PROBLEM TO WORK ON: As the answer, give a copy of each line below that includes the word "types".

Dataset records
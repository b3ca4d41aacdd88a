//! XDR conversion and signing of transaction envelopes
//!
//! Drafts are converted to `stellar-xdr` types. The ledger identifies a
//! transaction by the SHA-256 of its `TransactionSignaturePayload`, which
//! binds the transaction to the network id. Each signature is an ed25519
//! signature over that hash, decorated with the last four bytes of the
//! signer's public key as a hint.

use crate::assets::Asset;
use crate::keys::{Keypair, PublicKey};
use crate::tx_builder::builder::TransactionDraft;
use crate::tx_builder::errors::EnvelopeError;
use crate::tx_builder::operations::{Operation, SetOptions};
use crate::tx_builder::output::{DecoratedSignature, SignedTransaction};
use crate::types::{Memo, Network};
use sha2::{Digest, Sha256};
use stellar_xdr::curr as xdr;
use stellar_xdr::curr::{Limits, WriteXdr};

fn encoding(what: &str, err: xdr::Error) -> EnvelopeError {
    EnvelopeError::Encoding(format!("{}: {}", what, err))
}

fn account_id(key: &PublicKey) -> xdr::AccountId {
    xdr::AccountId(xdr::PublicKey::PublicKeyTypeEd25519(xdr::Uint256(
        *key.as_bytes(),
    )))
}

fn muxed_account(key: &PublicKey) -> xdr::MuxedAccount {
    xdr::MuxedAccount::Ed25519(xdr::Uint256(*key.as_bytes()))
}

fn padded_code<const N: usize>(code: &str) -> [u8; N] {
    let mut out = [0u8; N];
    out[..code.len()].copy_from_slice(code.as_bytes());
    out
}

fn xdr_asset(asset: &Asset) -> Result<xdr::Asset, EnvelopeError> {
    match asset {
        Asset::Native => Ok(xdr::Asset::Native),
        Asset::Credit { code, issuer } => match code.len() {
            1..=4 => Ok(xdr::Asset::CreditAlphanum4(xdr::AlphaNum4 {
                asset_code: xdr::AssetCode4(padded_code(code)),
                issuer: account_id(issuer),
            })),
            5..=12 => Ok(xdr::Asset::CreditAlphanum12(xdr::AlphaNum12 {
                asset_code: xdr::AssetCode12(padded_code(code)),
                issuer: account_id(issuer),
            })),
            _ => Err(EnvelopeError::invalid(format!(
                "asset code '{}' must be 1-12 characters",
                code
            ))),
        },
    }
}

fn trust_asset(asset: &Asset) -> Result<xdr::ChangeTrustAsset, EnvelopeError> {
    Ok(match xdr_asset(asset)? {
        xdr::Asset::Native => xdr::ChangeTrustAsset::Native,
        xdr::Asset::CreditAlphanum4(a) => xdr::ChangeTrustAsset::CreditAlphanum4(a),
        xdr::Asset::CreditAlphanum12(a) => xdr::ChangeTrustAsset::CreditAlphanum12(a),
    })
}

fn xdr_memo(memo: Option<&Memo>) -> Result<xdr::Memo, EnvelopeError> {
    Ok(match memo {
        None => xdr::Memo::None,
        Some(Memo::Text(text)) => xdr::Memo::Text(
            text.as_str()
                .try_into()
                .map_err(|_| EnvelopeError::invalid(format!("text memo '{}' is too long", text)))?,
        ),
        Some(Memo::Id(id)) => xdr::Memo::Id(*id),
        Some(Memo::Hash(hash)) => xdr::Memo::Hash(xdr::Hash(*hash)),
        Some(Memo::Return(hash)) => xdr::Memo::Return(xdr::Hash(*hash)),
    })
}

fn xdr_set_options(opts: &SetOptions) -> xdr::SetOptionsOp {
    xdr::SetOptionsOp {
        inflation_dest: None,
        clear_flags: None,
        set_flags: None,
        master_weight: opts.master_weight,
        low_threshold: opts.low_threshold,
        med_threshold: opts.med_threshold,
        high_threshold: opts.high_threshold,
        home_domain: None,
        signer: opts.signer.map(|s| xdr::Signer {
            key: xdr::SignerKey::Ed25519(xdr::Uint256(*s.key.as_bytes())),
            weight: s.weight,
        }),
    }
}

fn xdr_operation(op: &Operation) -> Result<xdr::Operation, EnvelopeError> {
    let body = match op {
        Operation::CreateAccount {
            destination,
            starting_balance,
        } => xdr::OperationBody::CreateAccount(xdr::CreateAccountOp {
            destination: account_id(destination),
            starting_balance: *starting_balance,
        }),
        Operation::Payment {
            destination,
            asset,
            amount,
        } => xdr::OperationBody::Payment(xdr::PaymentOp {
            destination: muxed_account(destination),
            asset: xdr_asset(asset)?,
            amount: *amount,
        }),
        Operation::ManageSellOffer {
            selling,
            buying,
            amount,
            price,
            offer_id,
        } => xdr::OperationBody::ManageSellOffer(xdr::ManageSellOfferOp {
            selling: xdr_asset(selling)?,
            buying: xdr_asset(buying)?,
            amount: *amount,
            price: xdr::Price {
                n: price.n,
                d: price.d,
            },
            offer_id: *offer_id,
        }),
        Operation::SetOptions(opts) => xdr::OperationBody::SetOptions(xdr_set_options(opts)),
        Operation::ChangeTrust { asset, limit } => {
            xdr::OperationBody::ChangeTrust(xdr::ChangeTrustOp {
                line: trust_asset(asset)?,
                limit: *limit,
            })
        }
        Operation::ManageData { name, value } => {
            let data_name = xdr::String64(
                name.as_str()
                    .try_into()
                    .map_err(|_| EnvelopeError::invalid(format!("data name '{}' is too long", name)))?,
            );
            let data_value = value
                .as_ref()
                .map(|bytes| {
                    bytes
                        .clone()
                        .try_into()
                        .map(xdr::DataValue)
                        .map_err(|_| EnvelopeError::invalid(format!("data value for '{}' is too long", name)))
                })
                .transpose()?;
            xdr::OperationBody::ManageData(xdr::ManageDataOp {
                data_name,
                data_value,
            })
        }
    };
    Ok(xdr::Operation {
        source_account: None,
        body,
    })
}

/// Ledger representation of the draft's transaction body
pub fn to_xdr_transaction(draft: &TransactionDraft) -> Result<xdr::Transaction, EnvelopeError> {
    let operations: xdr::VecM<xdr::Operation, 100> = draft
        .operations
        .iter()
        .map(xdr_operation)
        .collect::<Result<Vec<_>, _>>()?
        .try_into()
        .map_err(|e| encoding("operations", e))?;

    Ok(xdr::Transaction {
        source_account: muxed_account(&draft.source),
        fee: draft.fee,
        seq_num: xdr::SequenceNumber(draft.sequence),
        cond: xdr::Preconditions::None,
        memo: xdr_memo(draft.memo.as_ref())?,
        operations,
        ext: xdr::TransactionExt::V0,
    })
}

/// XDR of the `Transaction` body
pub fn encode_transaction(draft: &TransactionDraft) -> Result<Vec<u8>, EnvelopeError> {
    to_xdr_transaction(draft)?
        .to_xdr(Limits::none())
        .map_err(|e| encoding("transaction", e))
}

/// SHA-256 of the network passphrase
pub fn network_id(network: Network) -> [u8; 32] {
    Sha256::digest(network.passphrase().as_bytes()).into()
}

/// Hash that every signer signs
pub fn signature_payload(
    network: Network,
    tx: &xdr::Transaction,
) -> Result<[u8; 32], EnvelopeError> {
    let payload = xdr::TransactionSignaturePayload {
        network_id: xdr::Hash(network_id(network)),
        tagged_transaction: xdr::TransactionSignaturePayloadTaggedTransaction::Tx(tx.clone()),
    };
    let bytes = payload
        .to_xdr(Limits::none())
        .map_err(|e| encoding("signature payload", e))?;
    Ok(Sha256::digest(bytes).into())
}

/// Sign `draft` with the source account's key
pub fn sign(draft: TransactionDraft, keypair: &Keypair) -> Result<SignedTransaction, EnvelopeError> {
    let signer = keypair.public_key();
    if signer != draft.source {
        return Err(EnvelopeError::Signing(format!(
            "key {} does not match source account {}",
            signer, draft.source
        )));
    }
    let tx = to_xdr_transaction(&draft)?;
    let hash = signature_payload(draft.network, &tx)?;
    let signature = DecoratedSignature {
        hint: signer.signature_hint(),
        signature: keypair.sign(&hash),
    };
    Ok(SignedTransaction::new(draft, tx, hash, vec![signature]))
}

#[cfg(test)]
mod tests {
    use super::*;
    use crate::amount::Price;
    use crate::tx_builder::builder::TxBuilder;
    use ed25519_dalek::{Signature, Verifier, VerifyingKey};
    use stellar_xdr::curr::ReadXdr;

    fn keypair(n: u8) -> Keypair {
        Keypair::from_seed_bytes(&[n; 32])
    }

    fn payment_draft(memo: Option<Memo>) -> TransactionDraft {
        let mut builder = TxBuilder::new(keypair(1).public_key()).memo(memo);
        builder.push(Operation::transfer(keypair(2).public_key(), Asset::Native, 10, true).unwrap());
        builder.build(7, 100, Network::Test).unwrap()
    }

    #[test]
    fn test_transaction_fields() {
        let tx = to_xdr_transaction(&payment_draft(Some(Memo::Id(42)))).unwrap();
        assert_eq!(tx.fee, 100);
        assert_eq!(tx.seq_num, xdr::SequenceNumber(7));
        assert_eq!(tx.memo, xdr::Memo::Id(42));
        assert_eq!(
            tx.source_account,
            xdr::MuxedAccount::Ed25519(xdr::Uint256(*keypair(1).public_key().as_bytes()))
        );
        assert_eq!(tx.operations.len(), 1);
    }

    #[test]
    fn test_credit_asset_codes_padded() {
        let issuer = keypair(3).public_key();
        match xdr_asset(&Asset::credit("USD", issuer).unwrap()).unwrap() {
            xdr::Asset::CreditAlphanum4(a) => assert_eq!(a.asset_code.0, *b"USD\0"),
            other => panic!("unexpected {:?}", other),
        }
        match xdr_asset(&Asset::credit("LONGCODE", issuer).unwrap()).unwrap() {
            xdr::Asset::CreditAlphanum12(a) => assert_eq!(&a.asset_code.0[..9], b"LONGCODE\0"),
            other => panic!("unexpected {:?}", other),
        }
    }

    #[test]
    fn test_signature_verifies_against_payload() {
        let draft = payment_draft(Some(Memo::Text("rent".into())));
        let signed = sign(draft, &keypair(1)).unwrap();

        let tx = to_xdr_transaction(signed.draft()).unwrap();
        let payload = signature_payload(Network::Test, &tx).unwrap();
        assert_eq!(signed.hash(), &payload);

        let vk = VerifyingKey::from_bytes(keypair(1).public_key().as_bytes()).unwrap();
        let sig = Signature::from_bytes(&signed.signatures()[0].signature);
        assert!(vk.verify(&payload, &sig).is_ok());
    }

    #[test]
    fn test_network_changes_payload() {
        let tx = to_xdr_transaction(&payment_draft(None)).unwrap();
        assert_ne!(
            signature_payload(Network::Test, &tx).unwrap(),
            signature_payload(Network::Public, &tx).unwrap()
        );
    }

    #[test]
    fn test_wrong_key_refused() {
        let err = sign(payment_draft(None), &keypair(9)).unwrap_err();
        assert!(matches!(err, EnvelopeError::Signing(_)));
    }

    #[test]
    fn test_envelope_decodes_back() {
        let usd = Asset::credit("USD", keypair(3).public_key()).unwrap();
        let mut builder = TxBuilder::new(keypair(1).public_key()).memo(Some(Memo::Text("rent".into())));
        builder
            .push(Operation::trust(usd.clone()).unwrap())
            .push(Operation::transfer(keypair(2).public_key(), usd.clone(), 50, true).unwrap())
            .push(Operation::transfer(keypair(5).public_key(), Asset::Native, 10, false).unwrap())
            .push(Operation::add_signer(keypair(4).public_key(), 1))
            .push(Operation::set_weights(2).unwrap())
            .push(Operation::manage_data("note", b"hi".to_vec()).unwrap())
            .push(Operation::manage_data("old", Vec::new()).unwrap())
            .push(Operation::sell_offer(
                Asset::Native,
                usd,
                50,
                Price { n: 1, d: 2 },
            ));
        let draft = builder.build(1, 100, Network::Public).unwrap();
        let signed = sign(draft, &keypair(1)).unwrap();

        let decoded =
            xdr::TransactionEnvelope::from_xdr_base64(signed.to_base64().unwrap(), Limits::none())
                .unwrap();
        let xdr::TransactionEnvelope::Tx(envelope) = decoded else {
            panic!("expected a v1 envelope");
        };
        assert_eq!(envelope.tx, to_xdr_transaction(signed.draft()).unwrap());
        assert_eq!(envelope.tx.fee, 800);
        assert_eq!(envelope.signatures.len(), 1);
        assert_eq!(
            envelope.signatures[0].hint.0,
            keypair(1).public_key().signature_hint()
        );
        assert!(matches!(
            envelope.tx.operations[6].body,
            xdr::OperationBody::ManageData(xdr::ManageDataOp { data_value: None, .. })
        ));

        // Re-hashing the decoded body reproduces the signed hash
        assert_eq!(
            &signature_payload(Network::Public, &envelope.tx).unwrap(),
            signed.hash()
        );
    }
}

TASK RESPONSE:
//! Drafts are converted to `stellar-xdr` types. The ledger identifies a
use crate::types::{Memo, Network};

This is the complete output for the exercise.